## EXERCISE PROMPT
Find the lines below in which the string "OutboundEnvelope" occurs. Copy each one.

-- MATERIAL FOR THE TASK follows --

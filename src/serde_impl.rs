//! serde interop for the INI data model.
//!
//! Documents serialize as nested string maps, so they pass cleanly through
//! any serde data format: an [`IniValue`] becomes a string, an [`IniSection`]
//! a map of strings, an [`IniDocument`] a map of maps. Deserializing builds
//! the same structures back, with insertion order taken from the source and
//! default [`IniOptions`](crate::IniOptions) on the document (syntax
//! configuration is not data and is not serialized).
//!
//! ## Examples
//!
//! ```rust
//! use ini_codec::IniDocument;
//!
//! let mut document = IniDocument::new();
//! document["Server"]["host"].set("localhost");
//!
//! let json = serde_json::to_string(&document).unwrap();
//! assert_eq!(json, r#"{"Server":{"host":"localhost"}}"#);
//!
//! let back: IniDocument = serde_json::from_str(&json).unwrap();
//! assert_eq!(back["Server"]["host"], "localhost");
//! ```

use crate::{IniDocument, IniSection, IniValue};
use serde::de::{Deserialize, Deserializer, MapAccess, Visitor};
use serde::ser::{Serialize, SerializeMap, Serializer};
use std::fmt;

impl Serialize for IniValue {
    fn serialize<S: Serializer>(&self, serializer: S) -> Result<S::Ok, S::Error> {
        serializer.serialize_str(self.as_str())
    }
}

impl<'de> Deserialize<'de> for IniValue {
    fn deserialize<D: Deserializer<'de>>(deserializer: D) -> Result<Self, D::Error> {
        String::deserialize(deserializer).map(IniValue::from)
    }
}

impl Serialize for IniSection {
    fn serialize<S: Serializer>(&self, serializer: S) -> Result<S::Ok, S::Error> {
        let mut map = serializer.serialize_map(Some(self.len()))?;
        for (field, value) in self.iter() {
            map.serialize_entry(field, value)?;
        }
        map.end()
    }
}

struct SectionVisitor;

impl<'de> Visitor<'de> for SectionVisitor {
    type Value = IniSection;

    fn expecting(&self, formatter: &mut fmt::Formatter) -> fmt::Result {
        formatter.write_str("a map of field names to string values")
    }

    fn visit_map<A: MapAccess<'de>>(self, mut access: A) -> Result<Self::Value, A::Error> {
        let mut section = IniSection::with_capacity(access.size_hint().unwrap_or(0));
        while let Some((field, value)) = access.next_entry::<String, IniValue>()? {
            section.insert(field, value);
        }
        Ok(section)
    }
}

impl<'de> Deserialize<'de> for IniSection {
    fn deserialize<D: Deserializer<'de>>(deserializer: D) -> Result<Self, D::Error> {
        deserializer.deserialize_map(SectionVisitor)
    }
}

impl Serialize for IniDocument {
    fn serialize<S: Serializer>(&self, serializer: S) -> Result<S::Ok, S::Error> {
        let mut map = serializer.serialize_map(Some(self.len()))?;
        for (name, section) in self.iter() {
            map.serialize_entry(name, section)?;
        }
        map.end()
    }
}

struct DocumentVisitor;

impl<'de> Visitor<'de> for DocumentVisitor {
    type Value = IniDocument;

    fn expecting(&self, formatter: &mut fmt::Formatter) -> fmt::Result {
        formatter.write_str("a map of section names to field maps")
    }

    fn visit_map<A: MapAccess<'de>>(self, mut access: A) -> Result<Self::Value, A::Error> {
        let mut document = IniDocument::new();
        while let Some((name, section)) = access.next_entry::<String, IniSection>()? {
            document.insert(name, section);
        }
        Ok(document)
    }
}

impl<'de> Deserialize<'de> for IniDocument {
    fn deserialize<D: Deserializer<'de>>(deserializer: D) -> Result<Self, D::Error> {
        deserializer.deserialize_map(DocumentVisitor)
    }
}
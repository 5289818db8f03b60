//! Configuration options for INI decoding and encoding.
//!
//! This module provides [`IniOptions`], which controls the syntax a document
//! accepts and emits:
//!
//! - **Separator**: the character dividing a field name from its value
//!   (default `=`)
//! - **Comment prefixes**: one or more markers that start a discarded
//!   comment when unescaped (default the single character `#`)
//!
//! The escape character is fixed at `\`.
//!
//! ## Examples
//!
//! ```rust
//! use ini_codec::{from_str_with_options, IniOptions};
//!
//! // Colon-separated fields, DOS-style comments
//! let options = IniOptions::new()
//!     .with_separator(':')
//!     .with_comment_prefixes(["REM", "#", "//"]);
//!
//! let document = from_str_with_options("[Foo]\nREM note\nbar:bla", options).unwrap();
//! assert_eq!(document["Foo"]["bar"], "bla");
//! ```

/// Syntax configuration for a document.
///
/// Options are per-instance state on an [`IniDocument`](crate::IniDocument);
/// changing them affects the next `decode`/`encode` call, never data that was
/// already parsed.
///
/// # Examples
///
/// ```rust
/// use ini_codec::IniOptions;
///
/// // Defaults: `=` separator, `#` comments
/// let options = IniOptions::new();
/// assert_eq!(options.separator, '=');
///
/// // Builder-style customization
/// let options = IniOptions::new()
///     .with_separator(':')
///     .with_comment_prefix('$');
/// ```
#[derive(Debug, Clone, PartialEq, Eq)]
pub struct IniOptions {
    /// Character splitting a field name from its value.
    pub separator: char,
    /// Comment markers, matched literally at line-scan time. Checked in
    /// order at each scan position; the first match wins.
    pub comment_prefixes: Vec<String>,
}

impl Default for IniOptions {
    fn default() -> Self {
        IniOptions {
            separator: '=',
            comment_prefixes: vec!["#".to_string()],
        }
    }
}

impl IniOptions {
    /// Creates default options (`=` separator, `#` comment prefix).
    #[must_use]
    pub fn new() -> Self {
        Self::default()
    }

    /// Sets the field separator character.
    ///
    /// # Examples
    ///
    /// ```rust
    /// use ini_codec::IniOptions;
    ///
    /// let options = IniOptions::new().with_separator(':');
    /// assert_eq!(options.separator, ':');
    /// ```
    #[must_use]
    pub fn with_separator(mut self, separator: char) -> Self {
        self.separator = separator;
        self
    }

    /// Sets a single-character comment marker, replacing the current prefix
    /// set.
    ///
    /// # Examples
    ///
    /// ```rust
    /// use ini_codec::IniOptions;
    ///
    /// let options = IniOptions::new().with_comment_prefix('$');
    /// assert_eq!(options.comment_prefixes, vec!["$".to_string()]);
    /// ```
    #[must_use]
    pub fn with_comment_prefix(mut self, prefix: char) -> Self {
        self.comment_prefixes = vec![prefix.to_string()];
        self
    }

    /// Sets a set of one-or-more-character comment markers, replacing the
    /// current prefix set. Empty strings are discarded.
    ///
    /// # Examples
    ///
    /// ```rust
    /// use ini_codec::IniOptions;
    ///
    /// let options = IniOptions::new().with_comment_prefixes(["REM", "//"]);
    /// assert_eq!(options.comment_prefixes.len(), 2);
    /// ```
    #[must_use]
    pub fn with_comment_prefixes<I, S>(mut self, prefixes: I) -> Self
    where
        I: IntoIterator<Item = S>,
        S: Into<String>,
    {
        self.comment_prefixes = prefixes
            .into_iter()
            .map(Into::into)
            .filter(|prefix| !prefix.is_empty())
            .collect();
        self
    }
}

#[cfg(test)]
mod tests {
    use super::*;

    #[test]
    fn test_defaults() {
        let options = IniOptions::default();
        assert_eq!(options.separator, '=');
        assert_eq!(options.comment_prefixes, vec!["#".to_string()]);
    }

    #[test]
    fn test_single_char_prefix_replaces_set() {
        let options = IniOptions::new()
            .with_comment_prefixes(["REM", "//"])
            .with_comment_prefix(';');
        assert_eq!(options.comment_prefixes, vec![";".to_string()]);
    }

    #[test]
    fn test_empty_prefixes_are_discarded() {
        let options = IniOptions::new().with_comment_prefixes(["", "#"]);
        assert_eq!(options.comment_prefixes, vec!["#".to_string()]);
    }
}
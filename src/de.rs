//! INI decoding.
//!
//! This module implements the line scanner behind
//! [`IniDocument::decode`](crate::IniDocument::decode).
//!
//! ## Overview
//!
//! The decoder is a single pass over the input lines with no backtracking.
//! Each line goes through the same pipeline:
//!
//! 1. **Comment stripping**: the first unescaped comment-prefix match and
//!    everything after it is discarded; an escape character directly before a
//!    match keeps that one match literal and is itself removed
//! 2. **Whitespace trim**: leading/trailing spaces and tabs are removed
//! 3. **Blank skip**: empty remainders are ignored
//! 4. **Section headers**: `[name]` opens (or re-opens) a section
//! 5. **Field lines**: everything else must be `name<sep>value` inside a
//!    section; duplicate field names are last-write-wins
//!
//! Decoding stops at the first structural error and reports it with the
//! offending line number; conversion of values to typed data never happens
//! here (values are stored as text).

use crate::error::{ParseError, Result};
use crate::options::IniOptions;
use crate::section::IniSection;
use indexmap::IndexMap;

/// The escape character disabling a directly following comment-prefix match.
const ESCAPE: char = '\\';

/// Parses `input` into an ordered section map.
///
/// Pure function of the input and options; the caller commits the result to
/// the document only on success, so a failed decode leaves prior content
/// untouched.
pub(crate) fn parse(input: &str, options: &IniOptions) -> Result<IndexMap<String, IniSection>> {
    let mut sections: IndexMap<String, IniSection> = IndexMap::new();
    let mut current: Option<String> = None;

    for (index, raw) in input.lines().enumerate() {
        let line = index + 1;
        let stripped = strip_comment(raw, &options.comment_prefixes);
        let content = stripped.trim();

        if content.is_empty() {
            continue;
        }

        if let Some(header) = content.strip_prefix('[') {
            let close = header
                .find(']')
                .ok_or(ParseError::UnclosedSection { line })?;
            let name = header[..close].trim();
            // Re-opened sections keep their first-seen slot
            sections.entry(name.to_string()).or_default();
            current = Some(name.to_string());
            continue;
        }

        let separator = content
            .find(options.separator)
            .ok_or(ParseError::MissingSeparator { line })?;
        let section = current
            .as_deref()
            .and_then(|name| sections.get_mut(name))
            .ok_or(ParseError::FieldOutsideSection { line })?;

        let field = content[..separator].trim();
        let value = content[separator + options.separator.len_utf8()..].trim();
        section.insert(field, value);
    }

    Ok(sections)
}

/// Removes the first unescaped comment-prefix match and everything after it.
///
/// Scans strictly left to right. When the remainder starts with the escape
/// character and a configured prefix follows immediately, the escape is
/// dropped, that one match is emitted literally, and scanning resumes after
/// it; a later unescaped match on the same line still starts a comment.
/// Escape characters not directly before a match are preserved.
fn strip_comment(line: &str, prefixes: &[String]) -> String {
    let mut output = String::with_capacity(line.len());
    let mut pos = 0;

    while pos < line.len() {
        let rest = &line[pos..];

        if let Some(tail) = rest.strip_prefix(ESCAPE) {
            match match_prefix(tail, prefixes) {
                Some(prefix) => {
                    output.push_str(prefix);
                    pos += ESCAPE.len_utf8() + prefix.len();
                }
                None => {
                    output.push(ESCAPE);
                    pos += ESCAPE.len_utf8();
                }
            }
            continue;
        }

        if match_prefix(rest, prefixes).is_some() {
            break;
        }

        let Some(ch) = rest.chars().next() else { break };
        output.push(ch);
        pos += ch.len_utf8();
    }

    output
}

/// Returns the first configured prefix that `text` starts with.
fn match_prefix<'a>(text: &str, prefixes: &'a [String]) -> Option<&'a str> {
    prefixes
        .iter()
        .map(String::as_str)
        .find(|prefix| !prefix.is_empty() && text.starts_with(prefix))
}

-- MATERIAL FOR THE TASK concluded --
-- MATERIAL FOR THE TASK follows --

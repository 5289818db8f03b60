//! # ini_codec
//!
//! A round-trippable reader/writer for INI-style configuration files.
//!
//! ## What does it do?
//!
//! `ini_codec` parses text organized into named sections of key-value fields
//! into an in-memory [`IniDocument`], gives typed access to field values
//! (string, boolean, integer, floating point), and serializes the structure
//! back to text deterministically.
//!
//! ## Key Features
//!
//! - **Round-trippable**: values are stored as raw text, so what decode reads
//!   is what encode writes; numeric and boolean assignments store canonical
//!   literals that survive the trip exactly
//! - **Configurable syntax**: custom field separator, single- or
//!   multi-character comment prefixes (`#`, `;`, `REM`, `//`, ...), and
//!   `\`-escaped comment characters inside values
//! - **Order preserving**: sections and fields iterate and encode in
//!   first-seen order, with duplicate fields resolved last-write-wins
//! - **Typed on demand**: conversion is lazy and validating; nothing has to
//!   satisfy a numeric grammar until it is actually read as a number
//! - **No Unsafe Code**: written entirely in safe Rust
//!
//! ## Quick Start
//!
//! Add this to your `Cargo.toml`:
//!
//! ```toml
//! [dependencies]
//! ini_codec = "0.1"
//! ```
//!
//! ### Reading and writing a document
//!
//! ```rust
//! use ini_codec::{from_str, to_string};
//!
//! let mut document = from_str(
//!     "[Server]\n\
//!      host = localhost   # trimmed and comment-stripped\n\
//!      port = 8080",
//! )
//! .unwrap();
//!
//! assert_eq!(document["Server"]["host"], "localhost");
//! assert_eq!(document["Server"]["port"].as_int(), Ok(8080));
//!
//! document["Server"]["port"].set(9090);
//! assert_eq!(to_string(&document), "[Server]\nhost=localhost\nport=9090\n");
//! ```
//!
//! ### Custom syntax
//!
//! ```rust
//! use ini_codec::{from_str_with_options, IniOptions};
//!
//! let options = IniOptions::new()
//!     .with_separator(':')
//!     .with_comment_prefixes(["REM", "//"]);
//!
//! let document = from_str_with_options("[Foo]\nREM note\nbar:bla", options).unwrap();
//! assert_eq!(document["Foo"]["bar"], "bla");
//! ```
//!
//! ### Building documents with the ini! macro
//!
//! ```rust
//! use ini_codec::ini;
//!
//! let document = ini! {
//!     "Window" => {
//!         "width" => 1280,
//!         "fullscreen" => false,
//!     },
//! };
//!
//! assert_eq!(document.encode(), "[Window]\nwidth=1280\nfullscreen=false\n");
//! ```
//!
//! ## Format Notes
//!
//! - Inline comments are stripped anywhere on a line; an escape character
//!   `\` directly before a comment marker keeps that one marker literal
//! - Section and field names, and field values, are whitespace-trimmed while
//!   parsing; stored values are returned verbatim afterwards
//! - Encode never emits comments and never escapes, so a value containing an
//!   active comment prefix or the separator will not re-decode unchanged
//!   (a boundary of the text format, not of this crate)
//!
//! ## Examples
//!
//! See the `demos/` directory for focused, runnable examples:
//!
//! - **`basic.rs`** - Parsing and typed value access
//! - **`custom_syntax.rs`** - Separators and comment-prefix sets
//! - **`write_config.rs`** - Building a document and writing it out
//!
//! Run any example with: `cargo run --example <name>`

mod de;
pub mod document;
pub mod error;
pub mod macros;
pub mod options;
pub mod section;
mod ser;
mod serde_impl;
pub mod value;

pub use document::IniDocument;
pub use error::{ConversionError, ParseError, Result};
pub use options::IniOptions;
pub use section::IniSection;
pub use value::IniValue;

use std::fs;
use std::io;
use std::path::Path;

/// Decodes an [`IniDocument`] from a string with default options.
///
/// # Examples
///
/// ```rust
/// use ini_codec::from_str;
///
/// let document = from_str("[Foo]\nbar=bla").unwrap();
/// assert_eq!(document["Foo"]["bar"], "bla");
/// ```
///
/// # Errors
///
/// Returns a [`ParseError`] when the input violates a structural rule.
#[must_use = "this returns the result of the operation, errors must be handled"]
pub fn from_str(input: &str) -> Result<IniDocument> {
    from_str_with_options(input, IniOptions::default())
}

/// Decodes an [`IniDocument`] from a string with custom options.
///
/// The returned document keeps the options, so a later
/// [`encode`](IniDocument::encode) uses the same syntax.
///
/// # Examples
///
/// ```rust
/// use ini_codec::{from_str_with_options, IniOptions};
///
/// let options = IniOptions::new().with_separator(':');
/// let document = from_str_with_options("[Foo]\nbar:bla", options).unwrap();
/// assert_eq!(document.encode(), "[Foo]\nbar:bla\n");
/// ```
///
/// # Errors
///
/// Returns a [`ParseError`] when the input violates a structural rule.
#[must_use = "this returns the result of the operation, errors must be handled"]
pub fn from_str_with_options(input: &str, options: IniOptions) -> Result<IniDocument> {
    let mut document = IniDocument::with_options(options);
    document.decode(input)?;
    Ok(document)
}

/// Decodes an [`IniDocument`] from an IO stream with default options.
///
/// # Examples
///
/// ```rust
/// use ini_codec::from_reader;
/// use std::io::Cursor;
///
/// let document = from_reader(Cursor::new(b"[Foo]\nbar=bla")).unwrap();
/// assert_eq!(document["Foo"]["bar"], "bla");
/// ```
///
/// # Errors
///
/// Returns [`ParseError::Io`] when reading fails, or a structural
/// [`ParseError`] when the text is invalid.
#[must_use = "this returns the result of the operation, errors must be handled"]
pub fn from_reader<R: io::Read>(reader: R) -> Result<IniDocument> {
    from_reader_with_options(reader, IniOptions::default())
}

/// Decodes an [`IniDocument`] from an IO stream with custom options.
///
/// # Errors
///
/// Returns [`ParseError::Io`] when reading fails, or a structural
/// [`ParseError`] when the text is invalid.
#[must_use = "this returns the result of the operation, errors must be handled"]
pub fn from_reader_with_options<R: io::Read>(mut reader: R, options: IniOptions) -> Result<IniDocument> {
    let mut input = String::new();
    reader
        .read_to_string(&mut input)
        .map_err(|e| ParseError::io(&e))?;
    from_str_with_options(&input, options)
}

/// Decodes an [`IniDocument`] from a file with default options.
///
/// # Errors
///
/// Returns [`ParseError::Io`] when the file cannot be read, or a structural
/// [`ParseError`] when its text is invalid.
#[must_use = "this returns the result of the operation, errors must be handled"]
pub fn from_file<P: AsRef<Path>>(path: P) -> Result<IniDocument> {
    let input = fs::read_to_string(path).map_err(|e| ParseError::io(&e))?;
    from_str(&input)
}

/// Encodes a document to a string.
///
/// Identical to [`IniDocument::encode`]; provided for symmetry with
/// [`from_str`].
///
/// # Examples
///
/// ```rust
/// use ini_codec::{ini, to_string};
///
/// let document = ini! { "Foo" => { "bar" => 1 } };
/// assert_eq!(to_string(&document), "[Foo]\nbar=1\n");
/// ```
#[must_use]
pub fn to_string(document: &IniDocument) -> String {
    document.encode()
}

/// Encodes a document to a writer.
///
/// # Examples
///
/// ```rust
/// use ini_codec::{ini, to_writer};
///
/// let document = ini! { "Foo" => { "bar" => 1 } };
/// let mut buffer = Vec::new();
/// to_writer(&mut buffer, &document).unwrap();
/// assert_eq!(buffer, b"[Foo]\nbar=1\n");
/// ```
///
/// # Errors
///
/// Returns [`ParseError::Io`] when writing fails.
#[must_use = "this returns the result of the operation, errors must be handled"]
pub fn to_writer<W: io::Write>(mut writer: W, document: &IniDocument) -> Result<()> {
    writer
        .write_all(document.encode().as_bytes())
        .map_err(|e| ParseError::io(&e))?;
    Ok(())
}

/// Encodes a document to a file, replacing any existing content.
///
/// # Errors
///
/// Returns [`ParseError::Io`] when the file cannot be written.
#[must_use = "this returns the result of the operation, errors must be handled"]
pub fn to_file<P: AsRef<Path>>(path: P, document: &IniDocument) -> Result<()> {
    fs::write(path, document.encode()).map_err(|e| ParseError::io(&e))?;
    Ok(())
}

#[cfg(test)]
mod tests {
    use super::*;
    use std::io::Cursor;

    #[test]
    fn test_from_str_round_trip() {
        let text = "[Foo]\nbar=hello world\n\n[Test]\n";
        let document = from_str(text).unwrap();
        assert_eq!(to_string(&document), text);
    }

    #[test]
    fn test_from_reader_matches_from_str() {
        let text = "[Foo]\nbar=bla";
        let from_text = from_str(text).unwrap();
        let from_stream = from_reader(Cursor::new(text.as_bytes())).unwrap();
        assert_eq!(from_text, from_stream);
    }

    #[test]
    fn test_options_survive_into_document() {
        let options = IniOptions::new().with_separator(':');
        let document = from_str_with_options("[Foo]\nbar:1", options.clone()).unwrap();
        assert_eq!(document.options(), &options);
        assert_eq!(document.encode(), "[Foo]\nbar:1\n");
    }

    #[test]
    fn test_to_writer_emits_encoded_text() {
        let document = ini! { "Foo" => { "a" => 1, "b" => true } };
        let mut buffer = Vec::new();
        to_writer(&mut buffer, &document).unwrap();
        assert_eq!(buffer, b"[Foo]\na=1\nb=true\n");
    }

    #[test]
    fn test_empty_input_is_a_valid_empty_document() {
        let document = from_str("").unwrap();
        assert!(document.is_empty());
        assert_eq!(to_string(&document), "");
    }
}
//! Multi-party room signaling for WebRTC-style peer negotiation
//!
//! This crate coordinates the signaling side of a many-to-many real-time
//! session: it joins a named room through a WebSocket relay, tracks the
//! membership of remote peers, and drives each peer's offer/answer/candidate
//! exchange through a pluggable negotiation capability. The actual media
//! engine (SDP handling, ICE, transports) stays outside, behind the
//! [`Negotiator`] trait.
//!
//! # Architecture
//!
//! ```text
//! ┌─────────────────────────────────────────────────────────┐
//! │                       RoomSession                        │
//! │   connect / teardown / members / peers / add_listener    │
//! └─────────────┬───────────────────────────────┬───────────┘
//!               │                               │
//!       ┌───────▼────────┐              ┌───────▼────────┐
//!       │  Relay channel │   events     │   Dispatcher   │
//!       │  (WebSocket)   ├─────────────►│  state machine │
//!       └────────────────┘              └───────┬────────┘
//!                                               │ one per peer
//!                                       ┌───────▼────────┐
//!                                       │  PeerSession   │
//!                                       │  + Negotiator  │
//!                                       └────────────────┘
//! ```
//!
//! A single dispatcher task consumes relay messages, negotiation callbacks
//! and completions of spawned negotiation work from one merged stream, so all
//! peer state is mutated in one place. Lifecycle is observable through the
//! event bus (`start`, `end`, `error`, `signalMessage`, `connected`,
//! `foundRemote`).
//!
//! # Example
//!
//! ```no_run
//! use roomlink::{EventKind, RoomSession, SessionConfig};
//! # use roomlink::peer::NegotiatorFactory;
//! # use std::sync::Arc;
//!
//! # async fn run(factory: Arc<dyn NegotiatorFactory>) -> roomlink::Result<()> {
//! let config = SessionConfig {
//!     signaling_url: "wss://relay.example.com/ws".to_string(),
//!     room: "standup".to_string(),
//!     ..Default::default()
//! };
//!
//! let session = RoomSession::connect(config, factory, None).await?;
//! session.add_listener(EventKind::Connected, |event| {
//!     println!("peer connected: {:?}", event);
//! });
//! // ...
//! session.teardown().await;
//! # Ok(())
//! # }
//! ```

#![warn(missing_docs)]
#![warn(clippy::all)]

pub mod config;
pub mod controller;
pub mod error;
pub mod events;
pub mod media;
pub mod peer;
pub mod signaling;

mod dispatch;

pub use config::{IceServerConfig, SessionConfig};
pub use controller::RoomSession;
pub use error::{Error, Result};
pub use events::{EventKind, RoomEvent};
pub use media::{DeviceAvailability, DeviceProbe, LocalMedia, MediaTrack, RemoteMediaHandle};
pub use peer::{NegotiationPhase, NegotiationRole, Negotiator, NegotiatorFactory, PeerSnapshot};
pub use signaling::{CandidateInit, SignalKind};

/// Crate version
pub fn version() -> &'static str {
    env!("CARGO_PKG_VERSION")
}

-- MATERIAL FOR THE TASK concluded --
-- MATERIAL FOR THE TASK follows --

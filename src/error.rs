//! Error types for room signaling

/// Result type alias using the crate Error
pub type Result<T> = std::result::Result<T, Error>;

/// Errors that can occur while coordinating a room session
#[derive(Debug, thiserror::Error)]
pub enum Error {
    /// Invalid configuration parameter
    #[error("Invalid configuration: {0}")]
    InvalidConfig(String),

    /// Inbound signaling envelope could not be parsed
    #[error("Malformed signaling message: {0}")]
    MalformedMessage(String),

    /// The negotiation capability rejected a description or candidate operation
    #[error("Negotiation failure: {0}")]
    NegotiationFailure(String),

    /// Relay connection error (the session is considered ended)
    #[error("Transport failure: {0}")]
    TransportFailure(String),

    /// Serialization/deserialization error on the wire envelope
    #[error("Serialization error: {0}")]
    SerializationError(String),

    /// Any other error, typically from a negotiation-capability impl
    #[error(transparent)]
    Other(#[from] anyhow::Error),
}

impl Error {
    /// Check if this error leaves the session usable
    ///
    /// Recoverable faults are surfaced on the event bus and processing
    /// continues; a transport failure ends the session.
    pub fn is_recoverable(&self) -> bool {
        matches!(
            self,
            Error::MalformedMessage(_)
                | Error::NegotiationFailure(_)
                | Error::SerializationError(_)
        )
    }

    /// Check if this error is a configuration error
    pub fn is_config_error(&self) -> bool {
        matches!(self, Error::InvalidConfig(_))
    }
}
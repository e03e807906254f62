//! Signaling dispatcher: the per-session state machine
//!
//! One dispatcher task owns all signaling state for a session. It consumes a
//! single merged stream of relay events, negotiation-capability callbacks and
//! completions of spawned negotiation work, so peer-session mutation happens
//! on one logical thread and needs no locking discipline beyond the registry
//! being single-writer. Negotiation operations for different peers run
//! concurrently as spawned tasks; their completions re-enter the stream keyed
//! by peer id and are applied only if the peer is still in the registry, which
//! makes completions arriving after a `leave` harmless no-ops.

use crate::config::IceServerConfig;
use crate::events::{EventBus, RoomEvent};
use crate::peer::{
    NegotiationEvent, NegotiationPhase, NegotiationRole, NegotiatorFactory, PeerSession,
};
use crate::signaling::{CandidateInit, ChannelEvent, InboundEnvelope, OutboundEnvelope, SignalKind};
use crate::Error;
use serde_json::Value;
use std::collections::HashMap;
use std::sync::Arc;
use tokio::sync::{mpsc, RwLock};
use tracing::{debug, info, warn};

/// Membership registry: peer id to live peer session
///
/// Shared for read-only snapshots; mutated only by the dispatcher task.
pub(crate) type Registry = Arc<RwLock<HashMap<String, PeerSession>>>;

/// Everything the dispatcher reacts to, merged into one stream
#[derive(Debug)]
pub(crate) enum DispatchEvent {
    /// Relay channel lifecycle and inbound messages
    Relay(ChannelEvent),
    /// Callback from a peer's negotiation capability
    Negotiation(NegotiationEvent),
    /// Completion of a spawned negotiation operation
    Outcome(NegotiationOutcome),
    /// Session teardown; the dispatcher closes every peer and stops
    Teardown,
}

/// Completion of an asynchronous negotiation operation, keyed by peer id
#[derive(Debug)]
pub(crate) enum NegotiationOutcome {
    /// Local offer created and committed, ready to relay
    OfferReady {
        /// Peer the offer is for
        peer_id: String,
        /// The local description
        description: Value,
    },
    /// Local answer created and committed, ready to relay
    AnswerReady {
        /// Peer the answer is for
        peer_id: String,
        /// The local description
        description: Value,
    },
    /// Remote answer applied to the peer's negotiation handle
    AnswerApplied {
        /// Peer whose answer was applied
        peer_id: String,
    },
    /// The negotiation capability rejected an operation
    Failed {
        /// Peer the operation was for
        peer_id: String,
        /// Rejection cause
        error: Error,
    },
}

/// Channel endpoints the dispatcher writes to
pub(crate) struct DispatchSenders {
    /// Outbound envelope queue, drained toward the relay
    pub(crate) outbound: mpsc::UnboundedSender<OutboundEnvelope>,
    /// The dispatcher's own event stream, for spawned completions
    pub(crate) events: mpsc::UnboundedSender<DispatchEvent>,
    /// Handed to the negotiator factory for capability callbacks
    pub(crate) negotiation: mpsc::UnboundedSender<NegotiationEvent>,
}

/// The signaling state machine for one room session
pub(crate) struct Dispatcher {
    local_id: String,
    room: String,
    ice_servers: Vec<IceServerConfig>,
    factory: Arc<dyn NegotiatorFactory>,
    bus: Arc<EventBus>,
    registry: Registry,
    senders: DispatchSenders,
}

-- MATERIAL FOR THE TASK concluded --

## WRITTEN RESPONSE
use crate::signaling::{CandidateInit, ChannelEvent, InboundEnvelope, OutboundEnvelope, SignalKind};
    pub(crate) outbound: mpsc::UnboundedSender<OutboundEnvelope>,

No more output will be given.